Thanks to these tools, I was able to build my own Polars plugin, polars-argpartition!

The plugin - polars-argpartition #

I was looking for a way to implement the NumPy argpartition function directly in a Polars DataFrame, without extracting the column into an array.

This function is useful when you need to retrieve the top k elements of an array without caring about the order of the rest of the array.

The algorithm itself is complex, but, luckily, Rust standard library provides a function that does exactly that, select_nth_unstable.

This means that the plugin only needs to call it!

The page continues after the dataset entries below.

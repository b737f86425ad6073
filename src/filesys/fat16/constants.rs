//! FAT16 filesystem constants

/// Size of a disk sector in bytes
pub const SECTOR_SIZE: usize = 512;

/// Size of FAT entry in bytes (16-bit)
pub const FAT_ENTRY_SIZE: usize = 2;

/// Size of one on-disk directory entry
pub const DIR_ENTRY_SIZE: usize = 32;

/// Directory entries held by one sector
pub const ENTRIES_PER_SECTOR: usize = SECTOR_SIZE / DIR_ENTRY_SIZE;

/// Maximum length of filename excluding extension
pub const MAX_FILENAME_LENGTH: usize = 8;

/// Maximum length of file extension
pub const MAX_EXTENSION_LENGTH: usize = 3;

/// Padded on-disk name length (8 + 3)
pub const SHORT_NAME_LENGTH: usize = MAX_FILENAME_LENGTH + MAX_EXTENSION_LENGTH;

/// Attribute value marking a long filename fragment
pub const ATTR_LONG_NAME: u8 = 0x0F;

/// Marker for deleted directory entries
pub const DELETED_ENTRY_MARKER: u8 = 0xE5;

/// Marker for the first unused slot of a directory
pub const END_OF_DIRECTORY_MARKER: u8 = 0x00;

/// FAT value of a free cluster
pub const FAT_FREE: u16 = 0x0000;

/// FAT value of the reserved cluster 1
pub const FAT_RESERVED: u16 = 0x0001;

/// Highest FAT value that still links to a next cluster
pub const FAT_MAX_LINK: u16 = 0xFFEF;

/// FAT value of a bad cluster
pub const FAT_BAD: u16 = 0xFFF7;

/// Lowest end-of-chain value
pub const FAT_EOC_MIN: u16 = 0xFFF8;

/// End-of-chain value written by this driver
pub const FAT_EOC: u16 = 0xFFFF;

/// First cluster of the data region
pub const FIRST_DATA_CLUSTER: u16 = 2;

/// Boot sector signature
pub const BOOT_SIGNATURE: [u8; 2] = [0x55, 0xAA];

/// Offset of the boot sector signature
pub const BOOT_SIGNATURE_OFFSET: usize = 510;

// Default format geometry: a 1.44MB floppy image
pub const DEFAULT_TOTAL_SECTORS: u64 = 2880;
pub const DEFAULT_SECTORS_PER_CLUSTER: u8 = 1;
pub const DEFAULT_RESERVED_SECTORS: u16 = 1;
pub const DEFAULT_FAT_COUNT: u8 = 2;
pub const DEFAULT_ROOT_DIR_ENTRIES: u16 = 224;
pub const DEFAULT_MEDIA_TYPE: u8 = 0xF0;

Here you can find the Github Repository with the code.

Here the PyPI page.

You can install the plugin with any package manager, like uv:

uv add polars-argpartition

Then, you can use it in your Python code like this:

import polars as pl
from polars_argpartition import argpartition

df = pl.DataFrame(
    {
        "a": [1, 3, 6, 2, 5, 10, 12],
    }
)

k = 3

print(
    df.with_columns(
        idxs=argpartition(
            -pl.col("a"),
            k=k,
        )
    )
    .with_row_index(name="row_index")
    .filter(pl.col("row_index").is_in(pl.col("idxs").slice(0, k)))
    .select(["a"])
)

This code applies the argpartition function to the column a and retains only the top 3 elements. This is faster than sorting the whole array, especially when you have a large number of elements.

The output will be (the order of the elements might change):

shape: (3, 1)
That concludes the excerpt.